His son Orlando H. "O.H." Sumpter, was a practicing attorney in Hot Springs for more than 50 years and also served as a county judge, state senator, and City Attorney and on the Arkansas Democratic state committee. At the time of his death, he was the oldest practicing attorney in Hot Springs.

His other son, John J. Sumpter Jr., when a constable was involved in the Arkansas Airship Mystery of 1897, during the airship wave of 1896-1897. Allegedly, he and Deputy Sheriff John McLemore were investigating reports of cattle rustling near the community of Jessieville when they came across an unexpected sight.

== Civil War ==
When the American Civil War started he enlisted as a private in the Confederate army joining Company F of the 3rd Arkansas Cavalry Regiment. During his service he served under General Forrest, Van Dorn and Wheeler and was involved in more than 200 battles and skirmishes. By the end of the war he had been promoted to the position of a company commander where he commanded the retreat from Dalton, Georgia, to Savannah, Georgia, then on to North Carolina where the company surrendered in 1865. His last rank in the military was Colonel.

== Career ==

He was proprietor of The Sumpter House, a hotel in Hot Springs, Arkansas.

He became one of the foremost attorneys of Hot Springs, Arkansas and was a member of the firm, Rice, Sumpter & Peck.
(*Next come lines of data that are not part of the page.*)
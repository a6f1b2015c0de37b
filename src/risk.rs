//! Profile-adjusted risk scoring: 8 consumer profiles, six 0-100
//! sub-scores (temperature/wind/precipitation/patterns weighted by
//! profile, storm/hail at a fixed weight), combined into one 0-5
//! score and a risk category.

use crate::domain::{
    DetectedPattern, OperationalAlert, PatternKind, RiskCategory, RiskProfile, RiskScore, SourceID,
    UnifiedForecast,
};

struct ProfileWeights {
    temperature: f64,
    wind: f64,
    precipitation: f64,
    patterns: f64,
}

struct TemperatureThresholds {
    cold: f64,
    hot: f64,
    optimal_min: f64,
    optimal_max: f64,
}

struct WindThresholds {
    moderate: f64,
    strong: f64,
    dangerous: f64,
}

struct PrecipThresholds {
    light: f64,
    moderate: f64,
    heavy: f64,
}

struct ProfileTable {
    weights: ProfileWeights,
    temperature: TemperatureThresholds,
    wind: WindThresholds,
    precipitation: PrecipThresholds,
}

const STORM_WEIGHT: f64 = 0.2;
const HAIL_WEIGHT: f64 = 0.2;

fn profile_table(profile: RiskProfile) -> ProfileTable {
    match profile {
        RiskProfile::General => ProfileTable {
            weights: ProfileWeights { temperature: 0.25, wind: 0.25, precipitation: 0.25, patterns: 0.25 },
            temperature: TemperatureThresholds { cold: 5.0, hot: 32.0, optimal_min: 18.0, optimal_max: 26.0 },
            wind: WindThresholds { moderate: 8.0, strong: 15.0, dangerous: 25.0 },
            precipitation: PrecipThresholds { light: 5.0, moderate: 15.0, heavy: 30.0 },
        },
        RiskProfile::Pilot => ProfileTable {
            weights: ProfileWeights { temperature: 0.15, wind: 0.45, precipitation: 0.20, patterns: 0.20 },
            temperature: TemperatureThresholds { cold: 0.0, hot: 35.0, optimal_min: 15.0, optimal_max: 28.0 },
            wind: WindThresholds { moderate: 6.0, strong: 12.0, dangerous: 20.0 },
            precipitation: PrecipThresholds { light: 2.0, moderate: 10.0, heavy: 20.0 },
        },
        RiskProfile::Trucker => ProfileTable {
            weights: ProfileWeights { temperature: 0.15, wind: 0.30, precipitation: 0.30, patterns: 0.25 },
            temperature: TemperatureThresholds { cold: 2.0, hot: 36.0, optimal_min: 15.0, optimal_max: 28.0 },
            wind: WindThresholds { moderate: 10.0, strong: 18.0, dangerous: 28.0 },
            precipitation: PrecipThresholds { light: 5.0, moderate: 15.0, heavy: 30.0 },
        },
        RiskProfile::Farmer => ProfileTable {
            weights: ProfileWeights { temperature: 0.30, wind: 0.15, precipitation: 0.35, patterns: 0.20 },
            temperature: TemperatureThresholds { cold: 3.0, hot: 34.0, optimal_min: 15.0, optimal_max: 27.0 },
            wind: WindThresholds { moderate: 10.0, strong: 20.0, dangerous: 30.0 },
            precipitation: PrecipThresholds { light: 5.0, moderate: 20.0, heavy: 40.0 },
        },
        RiskProfile::OutdoorSports => ProfileTable {
            weights: ProfileWeights { temperature: 0.30, wind: 0.25, precipitation: 0.25, patterns: 0.20 },
            temperature: TemperatureThresholds { cold: 8.0, hot: 30.0, optimal_min: 16.0, optimal_max: 24.0 },
            wind: WindThresholds { moderate: 8.0, strong: 14.0, dangerous: 22.0 },
            precipitation: PrecipThresholds { light: 2.0, moderate: 8.0, heavy: 20.0 },
        },
        RiskProfile::OutdoorEvent => ProfileTable {
            weights: ProfileWeights { temperature: 0.25, wind: 0.25, precipitation: 0.30, patterns: 0.20 },
            temperature: TemperatureThresholds { cold: 8.0, hot: 32.0, optimal_min: 17.0, optimal_max: 25.0 },
            wind: WindThresholds { moderate: 8.0, strong: 15.0, dangerous: 23.0 },
            precipitation: PrecipThresholds { light: 2.0, moderate: 8.0, heavy: 20.0 },
        },
        RiskProfile::Construction => ProfileTable {
            weights: ProfileWeights { temperature: 0.20, wind: 0.30, precipitation: 0.25, patterns: 0.25 },
            temperature: TemperatureThresholds { cold: 2.0, hot: 34.0, optimal_min: 14.0, optimal_max: 26.0 },
            wind: WindThresholds { moderate: 10.0, strong: 18.0, dangerous: 28.0 },
            precipitation: PrecipThresholds { light: 5.0, moderate: 15.0, heavy: 30.0 },
        },
        RiskProfile::Tourism => ProfileTable {
            weights: ProfileWeights { temperature: 0.30, wind: 0.20, precipitation: 0.30, patterns: 0.20 },
            temperature: TemperatureThresholds { cold: 10.0, hot: 32.0, optimal_min: 18.0, optimal_max: 26.0 },
            wind: WindThresholds { moderate: 8.0, strong: 15.0, dangerous: 25.0 },
            precipitation: PrecipThresholds { light: 2.0, moderate: 10.0, heavy: 25.0 },
        },
    }
}

/// Selects the forecasts to score: those within `hours_ahead`, or (if
/// none fall in that window) the first `hours_ahead` items available.
fn window<'a>(forecasts: &'a [UnifiedForecast], hours_ahead: u32) -> Vec<&'a UnifiedForecast> {
    let matching: Vec<&UnifiedForecast> =
        forecasts.iter().filter(|f| f.forecast_hour <= hours_ahead).collect();
    if !matching.is_empty() {
        return matching;
    }
    forecasts.iter().take(hours_ahead.max(1) as usize).collect()
}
He served as a member of the Arkansas House of Representatives in 1871, 1873 and 1874.
In 1872 he was the secretary of the Rockport and Ouachita Railroad Company. From 1874 to 1876 he served as the sheriff of Garland County, Arkansas. He was a member of the Democratic convention from 1876 until 1884.

In July 1888 was unanimously nominated to be the Democratic representative for State Senator.
He was duly elected and served as State Senator from 1889 to 1891.

In 1892 he also ran to be the Democratic nomination for congress, standing against the incumbent of 10 years Clifton R. Breckinridge.

== Death ==
He died June 22, 1899, at his home in Hot Springs, Arkansas, after a protracted illness.